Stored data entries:
....
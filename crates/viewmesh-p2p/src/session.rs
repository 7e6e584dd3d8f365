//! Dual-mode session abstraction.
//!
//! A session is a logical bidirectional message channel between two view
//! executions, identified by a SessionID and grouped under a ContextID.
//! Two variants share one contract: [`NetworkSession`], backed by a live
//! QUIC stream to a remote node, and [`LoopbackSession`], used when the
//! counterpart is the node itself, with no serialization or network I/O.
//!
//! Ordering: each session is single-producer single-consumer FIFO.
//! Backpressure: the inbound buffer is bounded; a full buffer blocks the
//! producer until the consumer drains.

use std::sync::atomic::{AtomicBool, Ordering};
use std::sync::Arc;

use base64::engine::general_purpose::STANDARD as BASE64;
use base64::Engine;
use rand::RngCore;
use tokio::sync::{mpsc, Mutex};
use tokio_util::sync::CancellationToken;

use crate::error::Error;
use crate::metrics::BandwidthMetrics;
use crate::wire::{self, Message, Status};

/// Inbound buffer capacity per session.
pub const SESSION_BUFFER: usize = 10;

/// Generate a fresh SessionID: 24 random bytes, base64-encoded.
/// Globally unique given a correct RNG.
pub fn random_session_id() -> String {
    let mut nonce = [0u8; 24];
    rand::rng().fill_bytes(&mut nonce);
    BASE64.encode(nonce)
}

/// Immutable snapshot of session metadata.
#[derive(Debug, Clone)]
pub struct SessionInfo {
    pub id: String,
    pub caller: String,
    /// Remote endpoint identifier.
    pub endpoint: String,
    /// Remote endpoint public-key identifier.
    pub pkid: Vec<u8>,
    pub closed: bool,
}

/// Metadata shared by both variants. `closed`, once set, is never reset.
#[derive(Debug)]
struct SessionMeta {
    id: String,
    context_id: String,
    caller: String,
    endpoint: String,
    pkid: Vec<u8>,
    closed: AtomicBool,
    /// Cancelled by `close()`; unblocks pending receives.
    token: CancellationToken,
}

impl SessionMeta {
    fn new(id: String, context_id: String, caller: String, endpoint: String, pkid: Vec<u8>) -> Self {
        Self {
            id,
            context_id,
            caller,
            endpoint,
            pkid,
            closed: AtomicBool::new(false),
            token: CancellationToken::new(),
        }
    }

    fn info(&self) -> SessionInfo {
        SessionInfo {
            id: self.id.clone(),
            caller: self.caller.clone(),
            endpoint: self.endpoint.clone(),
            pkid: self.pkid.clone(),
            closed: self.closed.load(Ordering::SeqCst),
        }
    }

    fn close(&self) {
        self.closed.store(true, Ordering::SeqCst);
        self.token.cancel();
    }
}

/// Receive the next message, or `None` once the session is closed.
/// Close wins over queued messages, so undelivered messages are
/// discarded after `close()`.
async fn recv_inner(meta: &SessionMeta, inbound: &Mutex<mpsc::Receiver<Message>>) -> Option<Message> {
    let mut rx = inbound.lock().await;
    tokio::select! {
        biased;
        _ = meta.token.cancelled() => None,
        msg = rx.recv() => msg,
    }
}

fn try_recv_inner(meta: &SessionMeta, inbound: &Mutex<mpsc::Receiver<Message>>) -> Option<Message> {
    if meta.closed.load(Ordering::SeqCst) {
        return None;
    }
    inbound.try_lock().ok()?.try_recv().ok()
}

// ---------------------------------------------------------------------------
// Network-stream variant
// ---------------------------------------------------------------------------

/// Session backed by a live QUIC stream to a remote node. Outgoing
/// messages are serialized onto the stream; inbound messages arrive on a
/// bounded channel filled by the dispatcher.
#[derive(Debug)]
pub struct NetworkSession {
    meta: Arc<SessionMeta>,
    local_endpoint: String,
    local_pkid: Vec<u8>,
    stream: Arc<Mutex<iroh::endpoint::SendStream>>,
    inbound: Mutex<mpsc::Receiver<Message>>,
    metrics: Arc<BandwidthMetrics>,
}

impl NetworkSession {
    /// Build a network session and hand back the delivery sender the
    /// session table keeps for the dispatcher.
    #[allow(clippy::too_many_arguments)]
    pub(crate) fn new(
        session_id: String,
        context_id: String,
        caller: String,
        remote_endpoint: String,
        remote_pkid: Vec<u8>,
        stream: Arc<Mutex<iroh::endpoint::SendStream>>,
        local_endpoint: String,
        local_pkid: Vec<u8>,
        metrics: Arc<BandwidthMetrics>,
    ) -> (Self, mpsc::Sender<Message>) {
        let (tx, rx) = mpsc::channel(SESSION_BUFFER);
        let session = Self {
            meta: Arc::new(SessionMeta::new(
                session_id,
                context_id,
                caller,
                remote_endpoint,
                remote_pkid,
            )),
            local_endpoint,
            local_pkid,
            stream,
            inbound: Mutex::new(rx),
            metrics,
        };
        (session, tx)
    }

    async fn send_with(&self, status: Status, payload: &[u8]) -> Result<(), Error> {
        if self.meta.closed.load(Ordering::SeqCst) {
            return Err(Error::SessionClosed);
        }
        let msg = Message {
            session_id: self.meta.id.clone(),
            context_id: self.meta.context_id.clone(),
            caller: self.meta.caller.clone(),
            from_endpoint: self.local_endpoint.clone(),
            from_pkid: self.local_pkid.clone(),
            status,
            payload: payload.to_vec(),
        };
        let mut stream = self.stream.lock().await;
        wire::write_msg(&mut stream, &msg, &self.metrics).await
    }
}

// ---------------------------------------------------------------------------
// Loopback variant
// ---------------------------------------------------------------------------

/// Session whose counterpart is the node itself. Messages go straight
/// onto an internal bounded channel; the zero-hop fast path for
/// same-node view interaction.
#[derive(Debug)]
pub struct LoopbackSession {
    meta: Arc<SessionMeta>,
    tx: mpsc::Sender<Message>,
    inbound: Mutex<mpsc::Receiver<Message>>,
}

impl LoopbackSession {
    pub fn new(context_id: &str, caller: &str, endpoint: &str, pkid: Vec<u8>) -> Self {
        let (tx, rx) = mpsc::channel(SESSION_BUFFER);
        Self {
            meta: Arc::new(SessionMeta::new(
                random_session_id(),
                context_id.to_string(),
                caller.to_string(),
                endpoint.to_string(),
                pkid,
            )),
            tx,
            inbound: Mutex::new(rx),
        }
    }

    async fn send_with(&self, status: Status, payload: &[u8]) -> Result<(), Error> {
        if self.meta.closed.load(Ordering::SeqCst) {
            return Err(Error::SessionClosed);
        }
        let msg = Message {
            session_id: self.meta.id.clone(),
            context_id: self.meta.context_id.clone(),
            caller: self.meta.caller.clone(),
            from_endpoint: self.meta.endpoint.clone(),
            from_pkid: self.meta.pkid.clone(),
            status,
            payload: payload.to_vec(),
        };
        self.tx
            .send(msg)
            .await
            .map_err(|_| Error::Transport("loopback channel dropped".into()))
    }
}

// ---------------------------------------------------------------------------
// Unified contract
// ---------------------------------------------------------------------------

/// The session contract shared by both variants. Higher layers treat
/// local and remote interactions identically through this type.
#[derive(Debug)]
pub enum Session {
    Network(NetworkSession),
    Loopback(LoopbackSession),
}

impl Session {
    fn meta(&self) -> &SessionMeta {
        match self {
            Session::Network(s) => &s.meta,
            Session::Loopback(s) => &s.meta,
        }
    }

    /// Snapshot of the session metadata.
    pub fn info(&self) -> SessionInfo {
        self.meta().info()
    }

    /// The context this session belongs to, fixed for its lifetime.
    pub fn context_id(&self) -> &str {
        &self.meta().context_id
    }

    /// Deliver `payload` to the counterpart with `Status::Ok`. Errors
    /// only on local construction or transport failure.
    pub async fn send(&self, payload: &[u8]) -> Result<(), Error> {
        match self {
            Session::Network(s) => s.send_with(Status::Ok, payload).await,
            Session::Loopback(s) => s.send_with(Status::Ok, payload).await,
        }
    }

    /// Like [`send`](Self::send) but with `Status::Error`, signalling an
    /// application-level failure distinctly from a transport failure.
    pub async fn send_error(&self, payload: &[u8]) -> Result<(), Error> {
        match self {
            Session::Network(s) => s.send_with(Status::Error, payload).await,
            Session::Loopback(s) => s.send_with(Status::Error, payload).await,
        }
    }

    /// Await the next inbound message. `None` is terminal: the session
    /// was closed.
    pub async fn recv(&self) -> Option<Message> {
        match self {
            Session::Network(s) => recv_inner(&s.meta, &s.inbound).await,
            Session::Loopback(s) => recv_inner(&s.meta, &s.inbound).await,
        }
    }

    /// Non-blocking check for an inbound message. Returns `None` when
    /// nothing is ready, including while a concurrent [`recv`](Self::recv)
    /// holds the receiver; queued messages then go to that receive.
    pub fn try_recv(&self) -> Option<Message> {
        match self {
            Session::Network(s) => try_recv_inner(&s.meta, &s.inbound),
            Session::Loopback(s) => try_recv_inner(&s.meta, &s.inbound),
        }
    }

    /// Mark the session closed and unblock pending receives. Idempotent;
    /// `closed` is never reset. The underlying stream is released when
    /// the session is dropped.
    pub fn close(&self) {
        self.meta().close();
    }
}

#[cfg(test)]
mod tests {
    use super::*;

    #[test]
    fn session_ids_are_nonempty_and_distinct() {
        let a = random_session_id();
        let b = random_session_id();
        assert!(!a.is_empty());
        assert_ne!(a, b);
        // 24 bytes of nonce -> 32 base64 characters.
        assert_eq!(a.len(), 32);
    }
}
....
**About this exercise**
Copy the lines from the entries above in which the word "backed" appears.

**Your solution**
//! Two variants share one contract: [`NetworkSession`], backed by a live
/// Session backed by a live QUIC stream to a remote node. Outgoing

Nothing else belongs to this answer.